* _To do_
Look through the entries below and show every line containing the word "closed".

* _Recorded data_
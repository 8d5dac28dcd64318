//! lagsync - sync the entries found at a fixed depth of a directory tree
//!
//! Two stages run one after the other:
//! - [`adapter::fs::plan`] walks the tree and collects the directories and
//!   files sitting at the requested depth
//! - [`remote::transfer::send_plan`] runs the transfer program once per
//!   entry, retrying failures up to a limit

pub mod adapter;
pub mod config;
pub mod error;
pub mod progress;
pub mod remote;
pub mod services;

pub use adapter::fs::{get_depth, plan, Entry, EntryType, SyncPlan};
pub use adapter::rsync::{CommandRunner, Invocation, RsyncRunner, TransferStatus};
pub use config::{CliArgs, ConfigFile, SyncConfig};
pub use error::{ConfigError, PlanError, Result, SyncError};
pub use progress::{ConsoleObserver, TransferObserver};
pub use remote::transfer::{send_plan, DispatchReport, EntryOutcome, TransferRequest};
pub use remote::Destination;
pub use services::run_sync::run_sync;
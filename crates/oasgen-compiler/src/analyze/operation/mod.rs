//! Paths, operations and webhooks.

mod body;
mod params;
mod security;

use oasgen_core::utils::to_pascal_case;

use crate::diagnostics::{Diagnostic, DiagnosticKind, Span};
use crate::ir::{Method, Operation, OperationId, Webhook};
use crate::resolve::ref_member;
use crate::router::{PathTemplate, RouteEntry};

use super::cursor::Cursor;
use super::{Analyzer, Stop};

/// A resolved path item and what it is reachable under.
pub(super) struct PathItem<'s> {
    /// `None` for webhooks.
    pub template: Option<PathTemplate>,
    /// Raw path, or the webhook name.
    pub label: String,
    pub cursor: Cursor<'s>,
}

impl<'s> Analyzer<'s> {
    pub(super) fn paths(&mut self, root: &Cursor<'s>) -> Result<(), Stop> {
        let Some(paths) = root.get("paths") else {
            return Ok(());
        };
        for (raw_path, key_span, item) in paths.members() {
            if raw_path.starts_with("x-") {
                continue;
            }
            self.check_cancelled()?;

            let template = PathTemplate::parse(raw_path).map_err(|e| {
                Diagnostic::new(DiagnosticKind::InvalidPathTemplate, key_span)
                    .message(format!("`{}`: {}", raw_path, e))
                    .at_pointer(item.key.pointer.clone())
            });
            let Some(template) = self.recover(template, raw_path)? else {
                continue;
            };
            let resolved = self.path_item(&item);
            let Some(cursor) = self.recover(resolved, raw_path)? else {
                continue;
            };

            let item = PathItem {
                template: Some(template),
                label: raw_path.to_string(),
                cursor,
            };
            self.path_item_operations(&item)?;
        }
        tracing::debug!(operations = self.operations.len(), "paths analyzed");
        Ok(())
    }

    pub(super) fn webhooks(&mut self, root: &Cursor<'s>) -> Result<(), Stop> {
        let Some(webhooks) = root.get("webhooks") else {
            return Ok(());
        };
        for (name, _, item) in webhooks.members() {
            if name.starts_with("x-") {
                continue;
            }
            self.check_cancelled()?;
            let resolved = self.path_item(&item);
            let Some(cursor) = self.recover(resolved, name)? else {
                continue;
            };

            let item = PathItem {
                template: None,
                label: name.to_string(),
                cursor,
            };
            let operations = self.path_item_operations(&item)?;
            if !operations.is_empty() {
                self.webhooks.push(Webhook {
                    name: self.config.naming.types.apply(name),
                    operations,
                });
            }
        }
        tracing::debug!(webhooks = self.webhooks.len(), "webhooks analyzed");
        Ok(())
    }

    /// Follow a `$ref` node to its final target; other nodes are returned
    /// as they are.
    pub(super) fn follow(&self, cursor: &Cursor<'s>) -> Result<Cursor<'s>, Diagnostic> {
        let Some((reference, span)) = ref_member(cursor.node, cursor.source) else {
            return Ok(cursor.clone());
        };
        let target = self.resolver.resolve(reference, span)?;
        Ok(Cursor::new(target.node, target.source, target.key))
    }

    fn path_item(&self, item: &Cursor<'s>) -> Result<Cursor<'s>, Diagnostic> {
        item.object("path item")?;
        let item = self.follow(item)?;
        item.object("path item")?;
        Ok(item)
    }

    /// Analyze every operation of a path item, in declaration order.
    fn path_item_operations(&mut self, item: &PathItem<'s>) -> Result<Vec<OperationId>, Stop> {
        let mut ids = Vec::new();
        for (name, key_span, op) in item.cursor.members() {
            let Some(method) = Method::ALL.into_iter().find(|m| m.key() == name) else {
                continue;
            };
            if let Some(template) = &item.template
                && !self.config.selects(template.raw(), method)
            {
                tracing::trace!(path = template.raw(), method = %method, "filtered out");
                continue;
            }
            self.check_cancelled()?;

            let checkpoint = self.arena.checkpoint();
            let result = self.operation(item, method, &op, key_span);
            let what = format!("{} {}", method, item.label);
            match self.recover(result, &what)? {
                Some(id) => ids.push(id),
                None => self.rollback(checkpoint),
            }
        }
        Ok(ids)
    }

    fn operation(
        &mut self,
        item: &PathItem<'s>,
        method: Method,
        op: &Cursor<'s>,
        key_span: Span,
    ) -> Result<OperationId, Diagnostic> {
        op.object("operation")?;
        let operation_id = op.str_field("operationId")?;
        if let Some(raw_id) = operation_id
            && let Some(first) = self.operation_ids.get(raw_id)
        {
            return Err(Diagnostic::new(
                DiagnosticKind::DuplicateOperationName,
                op.key_span("operationId"),
            )
            .message(raw_id)
            .related_to(*first, "first defined here")
            .at_pointer(op.key.child("operationId").pointer));
        }

        let base = match operation_id {
            Some(raw_id) => self.config.naming.types.apply(raw_id),
            None => synthesize_name(method, &item.label),
        };
        let name = self.operation_names.claim(&base);

        let operation = match self.build_operation(item, method, op, &name, operation_id) {
            Ok(operation) => operation,
            Err(diagnostic) => {
                self.operation_names.release(&name);
                return Err(diagnostic);
            }
        };

        let id = OperationId(self.operations.len() as u32);
        if let Some(template) = &operation.path {
            let entry = RouteEntry {
                template: template.clone(),
                method,
                operation: id,
                span: key_span,
            };
            if let Err(diagnostic) = self.routes.add(entry) {
                self.operation_names.release(&name);
                return Err(diagnostic);
            }
        }
        if let Some(raw_id) = operation_id {
            self.operation_ids
                .insert(raw_id.to_string(), op.key_span("operationId"));
        }

        tracing::trace!(operation = %name, method = %method, "operation analyzed");
        self.operations.push(operation);
        Ok(id)
    }

    fn build_operation(
        &mut self,
        item: &PathItem<'s>,
        method: Method,
        op: &Cursor<'s>,
        name: &str,
        operation_id: Option<&str>,
    ) -> Result<Operation, Diagnostic> {
        let params = self.parameters(item, op, name)?;
        let request_body = match op.get("requestBody") {
            Some(body) => Some(self.request_body(&body, name)?),
            None => None,
        };
        let responses = self.responses(op, name)?;
        let security = self.requirements(op)?;

        let mut tags = Vec::new();
        if let Some(list) = op.get("tags") {
            list.array("`tags`")?;
            for tag in list.items() {
                tags.push(tag.as_str("tag")?.to_string());
            }
        }

        Ok(Operation {
            name: name.to_string(),
            operation_id: operation_id.map(String::from),
            path: item.template.clone(),
            method,
            params,
            request_body,
            responses,
            security,
            group: op.str_field("x-ogen-operation-group")?.map(String::from),
            tags,
            summary: op.str_field("summary")?.map(String::from),
            description: op.str_field("description")?.map(String::from),
            deprecated: op.bool_field("deprecated")?.unwrap_or(false),
            location: self.location(op.span(), &op.key),
        })
    }
}

/// `GET /pets/{petId}` is `GetPetsPetId`.
fn synthesize_name(method: Method, label: &str) -> String {
    format!("{}{}", to_pascal_case(method.key()), to_pascal_case(label))
}
//! Objects, maps and arrays.

use crate::diagnostics::{Diagnostic, Span};
use crate::ir::{Field, KeyConstraints, Origin, PatternProperty, TypeId, TypeKind, TypeRef};
use crate::schema::{Additional, RawSchema};

use super::{Analyzer, Site};

impl<'s> Analyzer<'s> {
    pub(super) fn object(&mut self, raw: &RawSchema, site: &Site) -> Result<TypeId, Diagnostic> {
        let closed = matches!(raw.additional, Some(Additional::Bool(false)));
        let has_props = !raw.properties.is_empty() || !raw.required.is_empty();

        let value = match &raw.additional {
            Some(Additional::Schema(schema)) => {
                Some(self.lower(schema, site.for_schema(schema, "Additional"))?)
            }
            Some(Additional::Bool(true)) => Some(self.any()),
            _ => None,
        };

        let mut patterns = Vec::new();
        for (i, (pattern, schema)) in raw.pattern_properties.iter().enumerate() {
            let hint = format!("Pattern{}", i);
            let value = self.lower(schema, site.for_schema(schema, &hint))?;
            patterns.push(PatternProperty {
                pattern: pattern.clone(),
                value: TypeRef::new(value),
            });
        }

        if value.is_none() && patterns.is_empty() {
            if !has_props && !closed {
                // Free-form object.
                let any = self.any();
                let kind = TypeKind::Map {
                    value: Some(TypeRef::new(any)),
                    patterns: Vec::new(),
                    props: None,
                    closed: false,
                    key: key_constraints(raw),
                };
                return Ok(self.finish(kind, raw, site));
            }
            let fields = self.fields(raw, site)?;
            return Ok(self.finish(TypeKind::Struct { fields, closed }, raw, site));
        }

        let props = if has_props {
            let hint = match &raw.x_properties_type {
                Some(name) => oasgen_core::utils::to_pascal_case(name),
                None => format!("{}Props", site.hint),
            };
            let fields = self.fields(raw, site)?;
            let id = self
                .arena
                .reserve(Origin::Inline(raw.key.child("properties")), hint);
            self.arena.fill(
                id,
                TypeKind::Struct {
                    fields,
                    closed: false,
                },
            );
            let location = self.location(raw.span, &raw.key);
            self.arena.describe(id, raw.span, location, None);
            Some(TypeRef::new(id))
        } else {
            None
        };

        let kind = TypeKind::Map {
            value: value.map(TypeRef::new),
            patterns,
            props,
            closed,
            key: key_constraints(raw),
        };
        Ok(self.finish(kind, raw, site))
    }

    fn fields(&mut self, raw: &RawSchema, site: &Site) -> Result<Vec<Field>, Diagnostic> {
        let mut fields = Vec::new();
        for property in &raw.properties {
            let schema = &property.schema;
            let ty = self.lower(schema, site.for_schema(schema, &property.name))?;
            let required = raw.required.contains(&property.name);
            fields.push(self.field(&property.name, property.key_span, schema, ty, required));
        }

        // `required` names without a declared property accept any value.
        for name in &raw.required {
            if raw.properties.iter().any(|p| &p.name == name) {
                continue;
            }
            let any = self.any();
            let schema = RawSchema::empty(raw.key.child("required"), raw.span);
            fields.push(self.field(name, raw.span, &schema, any, true));
        }
        Ok(fields)
    }

    fn field(&mut self, name: &str, at: Span, schema: &RawSchema, ty: TypeId, required: bool) -> Field {
        let nullable = matches!(
            self.arena.kind(ty),
            Some(TypeKind::Generic { nullable: true, .. })
        );
        let ty = if required {
            ty
        } else {
            self.arena.wrap(ty, true, false)
        };
        Field {
            name: name.to_string(),
            target_name: String::new(),
            ty: TypeRef::new(ty),
            required,
            nullable,
            default: schema.default.clone(),
            extra_tags: schema.x_extra_tags.clone(),
            location: self.location(at, &schema.key),
            description: schema.description.clone(),
        }
    }

    pub(super) fn array(&mut self, raw: &RawSchema, site: &Site) -> Result<TypeId, Diagnostic> {
        if !raw.prefix_items.is_empty() {
            let mut elements = Vec::new();
            for (i, item) in raw.prefix_items.iter().enumerate() {
                let hint = format!("Item{}", i);
                let element = self.lower(item, site.for_schema(item, &hint))?;
                elements.push(TypeRef::new(element));
            }
            return Ok(self.finish(TypeKind::Tuple { elements }, raw, site));
        }

        let element = match &raw.items {
            Some(items) => self.lower(items, site.for_schema(items, "Item"))?,
            None => self.any(),
        };
        let kind = TypeKind::Array {
            element: TypeRef::new(element),
            min_items: raw.min_items,
            max_items: raw.max_items,
            unique: raw.unique_items,
        };
        Ok(self.finish(kind, raw, site))
    }

    pub(crate) fn any(&mut self) -> TypeId {
        self.arena.add(TypeKind::Any, Origin::Builtin, "Any")
    }
}

fn key_constraints(raw: &RawSchema) -> KeyConstraints {
    let names = raw.property_names.as_deref();
    KeyConstraints {
        min_length: names.and_then(|n| n.min_length),
        max_length: names.and_then(|n| n.max_length),
        pattern: names.and_then(|n| n.pattern.clone()),
        min_properties: raw.min_properties,
        max_properties: raw.max_properties,
    }
}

* _Answer_
        let closed = matches!(raw.additional, Some(Additional::Bool(false)));
            if !has_props && !closed {
                    closed: false,
            return Ok(self.finish(TypeKind::Struct { fields, closed }, raw, site));
                    closed: false,
            closed,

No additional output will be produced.